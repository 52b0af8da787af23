//! Benchmarks for exact top-k search and end-to-end retrieval.
//!
//! Uses 1,000 records by default. Set `BENCH_FULL_SCALE=1` to run against
//! 100,000 records:
//!
//! ```bash
//! BENCH_FULL_SCALE=1 cargo bench -p semsearch-vector
//! ```

use std::sync::Arc;
use std::time::Duration;

use criterion::{criterion_group, criterion_main, BenchmarkId, Criterion};
use serde_json::json;

use semsearch_vector::encoder::{Encoder, HashEncoder};
use semsearch_vector::retrieval::{IngestOptions, RetrievalService};
use semsearch_vector::source::from_records;
use semsearch_vector::{CorpusIndex, SimilarityEngine};

const CI_RECORD_COUNT: usize = 1_000;
const FULL_SCALE_RECORD_COUNT: usize = 100_000;

fn record_count() -> usize {
    if std::env::var("BENCH_FULL_SCALE").is_ok() {
        FULL_SCALE_RECORD_COUNT
    } else {
        CI_RECORD_COUNT
    }
}

/// A review-like text made unique by its index.
fn review_text(index: usize) -> String {
    let products = ["Office", "Photoshop", "Paint Shop", "TurboTax", "Norton"];
    let verdicts = ["works great", "keeps crashing", "too expensive", "easy to install"];
    format!(
        "{} {} after the latest update, review number {}",
        products[index % products.len()],
        verdicts[index % verdicts.len()],
        index
    )
}

fn runtime() -> tokio::runtime::Runtime {
    tokio::runtime::Builder::new_current_thread()
        .enable_all()
        .build()
        .expect("Failed to build tokio runtime")
}

fn build_service(rt: &tokio::runtime::Runtime, count: usize) -> (RetrievalService, HashEncoder) {
    let encoder = HashEncoder::default();
    let service = RetrievalService::new(IngestOptions::default());
    let records = (0..count).map(|i| match json!({ "reviewText": review_text(i), "n": i }) {
        serde_json::Value::Object(map) => map,
        _ => unreachable!(),
    });

    let summary = rt
        .block_on(service.build_corpus(from_records(records), &encoder, count))
        .expect("build failed");
    assert_eq!(summary.inserted, count);
    (service, encoder)
}

fn bench_similarity_search(c: &mut Criterion) {
    let count = record_count();
    let rt = runtime();
    let (service, encoder) = build_service(&rt, count);
    let engine: &SimilarityEngine = service.engine();

    let query = rt
        .block_on(encoder.encode("photoshop crashing after update"))
        .expect("query encode failed");

    let mut group = c.benchmark_group("similarity_search");
    group.measurement_time(Duration::from_secs(10));
    for k in [1usize, 10, 100] {
        group.bench_with_input(BenchmarkId::new(format!("top_k_{count}"), k), &k, |b, &k| {
            b.iter(|| engine.search(&query, k).expect("search failed"));
        });
    }
    group.finish();
}

fn bench_query(c: &mut Criterion) {
    let count = record_count();
    let rt = runtime();
    let (service, encoder) = build_service(&rt, count);

    let mut group = c.benchmark_group("retrieval_query");
    group.measurement_time(Duration::from_secs(10));
    group.bench_function(format!("encode_and_rank_top10_{count}"), |b| {
        b.iter(|| {
            rt.block_on(service.query("Is Microsoft Office any good?", 10, &encoder))
                .expect("query failed")
        });
    });
    group.finish();
}

fn bench_insert(c: &mut Criterion) {
    let dims = HashEncoder::DEFAULT_DIMENSIONS;
    let vector: Vec<f32> = (0..dims).map(|i| (i as f32).sin()).collect();

    c.bench_function("corpus_insert_1000", |b| {
        b.iter(|| {
            let corpus = Arc::new(CorpusIndex::new());
            for _ in 0..1_000 {
                corpus
                    .insert(vector.clone(), serde_json::Map::new())
                    .expect("insert failed");
            }
            corpus
        });
    });
}

criterion_group!(benches, bench_similarity_search, bench_query, bench_insert);
criterion_main!(benches);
◆ ◆ ◆ ◆
◆ **Action item**: Reproduce the data exactly, altering nothing.

◆ **Response below**:
repository 52b0af8da787af23
//! Benchmarks for exact top-k search and end-to-end retrieval.
//!
//! Uses 1,000 records by default. Set `BENCH_FULL_SCALE=1` to run against
//! 100,000 records:
//!
//! ```bash
//! BENCH_FULL_SCALE=1 cargo bench -p semsearch-vector
//! ```

use std::sync::Arc;
use std::time::Duration;

use criterion::{criterion_group, criterion_main, BenchmarkId, Criterion};
use serde_json::json;

use semsearch_vector::encoder::{Encoder, HashEncoder};
use semsearch_vector::retrieval::{IngestOptions, RetrievalService};
use semsearch_vector::source::from_records;
use semsearch_vector::{CorpusIndex, SimilarityEngine};

const CI_RECORD_COUNT: usize = 1_000;
const FULL_SCALE_RECORD_COUNT: usize = 100_000;

fn record_count() -> usize {
    if std::env::var("BENCH_FULL_SCALE").is_ok() {
        FULL_SCALE_RECORD_COUNT
    } else {
        CI_RECORD_COUNT
    }
}

/// A review-like text made unique by its index.
fn review_text(index: usize) -> String {
    let products = ["Office", "Photoshop", "Paint Shop", "TurboTax", "Norton"];
    let verdicts = ["works great", "keeps crashing", "too expensive", "easy to install"];
    format!(
        "{} {} after the latest update, review number {}",
        products[index % products.len()],
        verdicts[index % verdicts.len()],
        index
    )
}

fn runtime() -> tokio::runtime::Runtime {
    tokio::runtime::Builder::new_current_thread()
        .enable_all()
        .build()
        .expect("Failed to build tokio runtime")
}

fn build_service(rt: &tokio::runtime::Runtime, count: usize) -> (RetrievalService, HashEncoder) {
    let encoder = HashEncoder::default();
    let service = RetrievalService::new(IngestOptions::default());
    let records = (0..count).map(|i| match json!({ "reviewText": review_text(i), "n": i }) {
        serde_json::Value::Object(map) => map,
        _ => unreachable!(),
    });

    let summary = rt
        .block_on(service.build_corpus(from_records(records), &encoder, count))
        .expect("build failed");
    assert_eq!(summary.inserted, count);
    (service, encoder)
}

fn bench_similarity_search(c: &mut Criterion) {
    let count = record_count();
    let rt = runtime();
    let (service, encoder) = build_service(&rt, count);
    let engine: &SimilarityEngine = service.engine();

    let query = rt
        .block_on(encoder.encode("photoshop crashing after update"))
        .expect("query encode failed");

    let mut group = c.benchmark_group("similarity_search");
    group.measurement_time(Duration::from_secs(10));
    for k in [1usize, 10, 100] {
        group.bench_with_input(BenchmarkId::new(format!("top_k_{count}"), k), &k, |b, &k| {
            b.iter(|| engine.search(&query, k).expect("search failed"));
        });
    }
    group.finish();
}

fn bench_query(c: &mut Criterion) {
    let count = record_count();
    let rt = runtime();
    let (service, encoder) = build_service(&rt, count);

    let mut group = c.benchmark_group("retrieval_query");
    group.measurement_time(Duration::from_secs(10));
    group.bench_function(format!("encode_and_rank_top10_{count}"), |b| {
        b.iter(|| {
            rt.block_on(service.query("Is Microsoft Office any good?", 10, &encoder))
                .expect("query failed")
        });
    });
    group.finish();
}

fn bench_insert(c: &mut Criterion) {
    let dims = HashEncoder::DEFAULT_DIMENSIONS;
    let vector: Vec<f32> = (0..dims).map(|i| (i as f32).sin()).collect();

    c.bench_function("corpus_insert_1000", |b| {
        b.iter(|| {
            let corpus = Arc::new(CorpusIndex::new());
            for _ in 0..1_000 {
                corpus
                    .insert(vector.clone(), serde_json::Map::new())
                    .expect("insert failed");
            }
            corpus
        });
    });
}

criterion_group!(benches, bench_similarity_search, bench_query, bench_insert);
criterion_main!(benches);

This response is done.